▶ **Goal of the exercise**
Go through the data and report each line that holds the string "when".
(Given data begins)
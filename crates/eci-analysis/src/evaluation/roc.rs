//! ROC curve and rank-based AUC.

use eci_core::errors::EvaluationError;

use super::types::{RocCurve, RocPoint};
use super::validate::{validate_inputs, ClassCounts};

/// Area under the ROC curve via the Mann-Whitney U statistic.
pub fn roc_auc(scores: &[f64], outcomes: &[bool]) -> Result<f64, EvaluationError> {
    let counts = validate_inputs(scores, outcomes)?;
    Ok(auc_unchecked(scores, outcomes, counts))
}

/// AUC for inputs already known to be valid.
pub(crate) fn auc_unchecked(scores: &[f64], outcomes: &[bool], counts: ClassCounts) -> f64 {
    let ranks = average_ranks(scores);
    let positive_rank_sum: f64 = ranks
        .iter()
        .zip(outcomes)
        .filter(|(_, &o)| o)
        .map(|(r, _)| r)
        .sum();
    let p = counts.positives as f64;
    let u = positive_rank_sum - p * (p + 1.0) / 2.0;
    u / (p * counts.negatives as f64)
}

/// 1-based ranks with ties sharing their average rank.
fn average_ranks(values: &[f64]) -> Vec<f64> {
    let mut order: Vec<usize> = (0..values.len()).collect();
    order.sort_by(|&a, &b| values[a].total_cmp(&values[b]));

    let mut ranks = vec![0.0; values.len()];
    let mut i = 0;
    while i < order.len() {
        let mut j = i + 1;
        while j < order.len() && values[order[j]] == values[order[i]] {
            j += 1;
        }
        // Positions i..j hold ranks i+1..=j.
        let rank = (i + 1 + j) as f64 / 2.0;
        for &idx in &order[i..j] {
            ranks[idx] = rank;
        }
        i = j;
    }
    ranks
}

/// Indices sorted by descending score, grouped into runs of equal score.
pub(crate) fn descending_groups(scores: &[f64]) -> Vec<Vec<usize>> {
    let mut order: Vec<usize> = (0..scores.len()).collect();
    order.sort_by(|&a, &b| scores[b].total_cmp(&scores[a]));

    let mut groups: Vec<Vec<usize>> = Vec::new();
    for idx in order {
        match groups.last_mut() {
            Some(group) if scores[group[0]] == scores[idx] => group.push(idx),
            _ => groups.push(vec![idx]),
        }
    }
    groups
}

/// ROC points at every distinct score, from (0, 0) to (1, 1).
pub fn roc_curve(scores: &[f64], outcomes: &[bool]) -> Result<RocCurve, EvaluationError> {
    let counts = validate_inputs(scores, outcomes)?;
    let (p, n) = (counts.positives as f64, counts.negatives as f64);

    let mut points = vec![RocPoint {
        threshold: f64::INFINITY,
        fpr: 0.0,
        tpr: 0.0,
    }];
    let (mut tp, mut fp) = (0usize, 0usize);
    for group in descending_groups(scores) {
        for &idx in &group {
            if outcomes[idx] {
                tp += 1;
            } else {
                fp += 1;
            }
        }
        points.push(RocPoint {
            threshold: scores[group[0]],
            fpr: fp as f64 / n,
            tpr: tp as f64 / p,
        });
    }

    Ok(RocCurve {
        points,
        auc: auc_unchecked(scores, outcomes, counts),
    })
}
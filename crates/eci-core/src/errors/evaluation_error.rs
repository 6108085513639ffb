//! Cohort-level evaluation errors. All of these are fatal.

use super::error_code::{self, EciErrorCode};

/// Errors raised by the evaluation engine.
#[derive(Debug, Clone, PartialEq, thiserror::Error)]
pub enum EvaluationError {
    #[error("Dimension mismatch: {scores} scores vs {outcomes} outcomes")]
    DimensionMismatch { scores: usize, outcomes: usize },

    #[error("Insufficient classes: {positives} positives, {negatives} negatives")]
    InsufficientClasses { positives: usize, negatives: usize },

    #[error("Non-finite score at index {index}")]
    NonFiniteScore { index: usize },

    #[error("Probability out of [0, 1] at index {index}: {value}")]
    ProbabilityOutOfRange { index: usize, value: f64 },

    #[error(
        "Too many degenerate bootstrap resamples for {statistic}: \
         {dropped} of {iterations} dropped (max fraction {max_fraction})"
    )]
    TooManyDegenerateResamples {
        statistic: &'static str,
        dropped: usize,
        iterations: usize,
        max_fraction: f64,
    },

    #[error("Invalid parameter {name}: {message}")]
    InvalidParameter { name: &'static str, message: String },
}

impl EciErrorCode for EvaluationError {
    fn error_code(&self) -> &'static str {
        match self {
            Self::DimensionMismatch { .. } => error_code::DIMENSION_MISMATCH,
            Self::InsufficientClasses { .. } => error_code::INSUFFICIENT_CLASSES,
            Self::NonFiniteScore { .. } | Self::ProbabilityOutOfRange { .. } => {
                error_code::INVALID_SCORE
            }
            Self::TooManyDegenerateResamples { .. } => error_code::DEGENERATE_BOOTSTRAP,
            Self::InvalidParameter { .. } => error_code::INVALID_PARAMETER,
        }
    }
}
//! Configuration system for the ECI workspace.
//! TOML-based, layered resolution: CLI > env > project > user > manifest > defaults.

pub mod eci_config;
pub mod estimator_config;
pub mod evaluation_config;
pub mod pipeline_config;
pub mod text_config;
pub mod windowing_config;

pub use eci_config::{CliOverrides, EciConfig};
pub use estimator_config::{ControlSelectorConfig, EstimatorConfig, ResidualizationMethod};
pub use evaluation_config::{CalibrationBinning, EvaluationConfig};
pub use pipeline_config::PipelineConfig;
pub use text_config::TextConfig;
pub use windowing_config::WindowingConfig;
//! Run-directory I/O errors.

use super::error_code::{self, EciErrorCode};

/// Errors that can occur while reading or writing run-directory tables.
#[derive(Debug, thiserror::Error)]
pub enum StorageError {
    #[error("Missing required columns in {table}: {}. Expected: {}", .missing.join(", "), .expected.join(", "))]
    SchemaValidation {
        table: String,
        missing: Vec<String>,
        expected: Vec<String>,
    },

    #[error("{what} not found at {path}")]
    FileNotFound { what: String, path: String },

    #[error("I/O error on {path}: {message}")]
    Io { path: String, message: String },

    #[error("CSV error in {table}: {message}")]
    Csv { table: String, message: String },

    #[error("JSON error in {path}: {message}")]
    Json { path: String, message: String },

    #[error("Invalid value in {table} row {row}, column {column}: {message}")]
    InvalidValue {
        table: String,
        row: usize,
        column: String,
        message: String,
    },

    #[error("No matching rows when joining internal and external tables on prompt_id and model_name")]
    EmptyJoin,
}

impl EciErrorCode for StorageError {
    fn error_code(&self) -> &'static str {
        match self {
            Self::SchemaValidation { .. } => error_code::SCHEMA_VALIDATION,
            _ => error_code::STORAGE_ERROR,
        }
    }
}
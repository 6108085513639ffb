//! Subscriber setup for the `eci` binary and integration tests.

use std::sync::Once;

use tracing_subscriber::{fmt, prelude::*, EnvFilter};

static INIT: Once = Once::new();

/// Environment variable holding the log filter directives.
pub const LOG_ENV_VAR: &str = "ECI_LOG";

/// Targets logged at `info` when `ECI_LOG` is unset or unparsable.
pub const DEFAULT_FILTER: &str = "eci_cli=info,eci_analysis=info,eci_storage=info";

/// Install the global fmt subscriber once per process.
///
/// Directives in `ECI_LOG` use `EnvFilter` syntax keyed by crate target, so
/// `ECI_LOG=eci_analysis::evaluation=debug` adds the bootstrap interval
/// detail while `eci_storage=warn` quiets table loading. Later calls are
/// no-ops.
pub fn init_tracing() {
    INIT.call_once(|| {
        let filter = EnvFilter::try_from_env(LOG_ENV_VAR)
            .unwrap_or_else(|_| EnvFilter::new(DEFAULT_FILTER));

        tracing_subscriber::registry()
            .with(
                fmt::layer()
                    .with_target(true)
                    .with_thread_ids(true)
                    .with_file(true)
                    .with_line_number(true),
            )
            .with(filter)
            .init();
    });
}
(Given data ends)
▶ **Answer section**
    #[error("No matching rows when joining internal and external tables on prompt_id and model_name")]
/// Targets logged at `info` when `ECI_LOG` is unset or unparsable.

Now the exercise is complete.